- DATA SUPPLIED
//! # Estimation Repository
//!
//! Finalized estimations and their sequential numbering.
//!
//! ## Numbering
//! ```text
//! ┌─────────────────────────────────────────────────────────────────────────┐
//! │  next_number()        SELECT last_number + 1 FROM estimation_counter    │
//! │       │               (a peek; nothing is reserved)                     │
//! │       ▼                                                                 │
//! │  insert(record)       BEGIN                                             │
//! │                         INSERT INTO estimations (… number …)            │
//! │                         UPDATE estimation_counter                       │
//! │                            SET last_number = MAX(last_number, number)   │
//! │                       COMMIT                                            │
//! │                                                                         │
//! │  Two counters peeking the same number: the second INSERT hits the       │
//! │  UNIQUE index, rolls back, and the caller finalizes again.              │
//! └─────────────────────────────────────────────────────────────────────────┘
//! ```
//!
//! ## Storage
//! The whole record is kept as a JSON payload. Customer, net payable and item
//! count are copied into columns so lists can be shown without decoding.

use sqlx::SqlitePool;
use tracing::{debug, info};

use aurum_core::EstimationRecord;

use crate::error::{DbError, DbResult};

/// Repository for estimation history operations.
#[derive(Debug, Clone)]
pub struct EstimationRepository {
    pool: SqlitePool,
}

impl EstimationRepository {
    /// Creates a new EstimationRepository.
    pub fn new(pool: SqlitePool) -> Self {
        EstimationRepository { pool }
    }

    /// The number the next inserted estimation should carry.
    pub async fn next_number(&self) -> DbResult<i64> {
        let next: Option<i64> =
            sqlx::query_scalar("SELECT last_number + 1 FROM estimation_counter WHERE id = 1")
                .fetch_optional(&self.pool)
                .await?;

        next.ok_or_else(|| DbError::not_found("estimation_counter", "1"))
    }

    /// Inserts a finalized estimation and advances the counter atomically.
    ///
    /// ## Errors
    /// - `UniqueViolation` if the estimation number (or id) is already taken
    pub async fn insert(&self, record: &EstimationRecord) -> DbResult<()> {
        let number = record.estimation_number;
        debug!(id = %record.id, estimation_number = number, "Inserting estimation");

        let payload = serde_json::to_string(record)?;
        let (customer_name, customer_mobile) = match &record.customer {
            Some(c) => (Some(c.name.clone()), Some(c.mobile.clone())),
            None => (None, None),
        };

        let mut tx = self.pool.begin().await?;

        sqlx::query(
            r#"
            INSERT INTO estimations (
                id, estimation_number, customer_name, customer_mobile,
                net_payable, item_count, payload, created_at
            ) VALUES (?1, ?2, ?3, ?4, ?5, ?6, ?7, ?8)
            "#,
        )
        .bind(&record.id)
        .bind(number)
        .bind(customer_name)
        .bind(customer_mobile)
        .bind(record.totals.net_payable.amount().to_string())
        .bind(record.items.len() as i64)
        .bind(payload)
        .bind(record.created_at)
        .execute(&mut *tx)
        .await
        .map_err(|e| match DbError::from(e) {
            DbError::UniqueViolation { field, .. } if field.contains("estimation_number") => {
                DbError::duplicate("estimation_number", number.to_string())
            }
            other => other,
        })?;

        sqlx::query(
            "UPDATE estimation_counter SET last_number = MAX(last_number, ?1) WHERE id = 1",
        )
        .bind(number)
        .execute(&mut *tx)
        .await?;

        tx.commit()
            .await
            .map_err(|e| DbError::TransactionFailed(e.to_string()))?;

        info!(estimation_number = number, "Estimation saved");
        Ok(())
    }

    /// Newest estimations first.
    pub async fn recent(&self, limit: u32) -> DbResult<Vec<EstimationRecord>> {
        let payloads: Vec<String> = sqlx::query_scalar(
            r#"
            SELECT payload
            FROM estimations
            ORDER BY estimation_number DESC
            LIMIT ?1
            "#,
        )
        .bind(i64::from(limit))
        .fetch_all(&self.pool)
        .await?;

        decode_all(payloads)
    }

    /// Looks an estimation up by its printed number.
    pub async fn get_by_number(&self, number: i64) -> DbResult<Option<EstimationRecord>> {
        let payload: Option<String> =
            sqlx::query_scalar("SELECT payload FROM estimations WHERE estimation_number = ?1")
                .bind(number)
                .fetch_optional(&self.pool)
                .await?;

        payload
            .map(|p| serde_json::from_str(&p).map_err(DbError::from))
            .transpose()
    }

    /// A customer's estimations, newest first.
    pub async fn find_by_mobile(&self, mobile: &str, limit: u32) -> DbResult<Vec<EstimationRecord>> {
        let payloads: Vec<String> = sqlx::query_scalar(
            r#"
            SELECT payload
            FROM estimations
            WHERE customer_mobile = ?1
            ORDER BY estimation_number DESC
            LIMIT ?2
            "#,
        )
        .bind(mobile)
        .bind(i64::from(limit))
        .fetch_all(&self.pool)
        .await?;

        decode_all(payloads)
    }

    /// Number of saved estimations.
    pub async fn count(&self) -> DbResult<i64> {
        let count: i64 = sqlx::query_scalar("SELECT COUNT(*) FROM estimations")
            .fetch_one(&self.pool)
            .await?;

        Ok(count)
    }
}

fn decode_all(payloads: Vec<String>) -> DbResult<Vec<EstimationRecord>> {
    payloads
        .iter()
        .map(|p| serde_json::from_str(p).map_err(DbError::from))
        .collect()
}

// =============================================================================
// Unit Tests
// =============================================================================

- TASK GOAL
Go through the records above and count every line that includes "WHERE". Give the number and nothing else.

- RESULT FOR THIS EXERCISE
4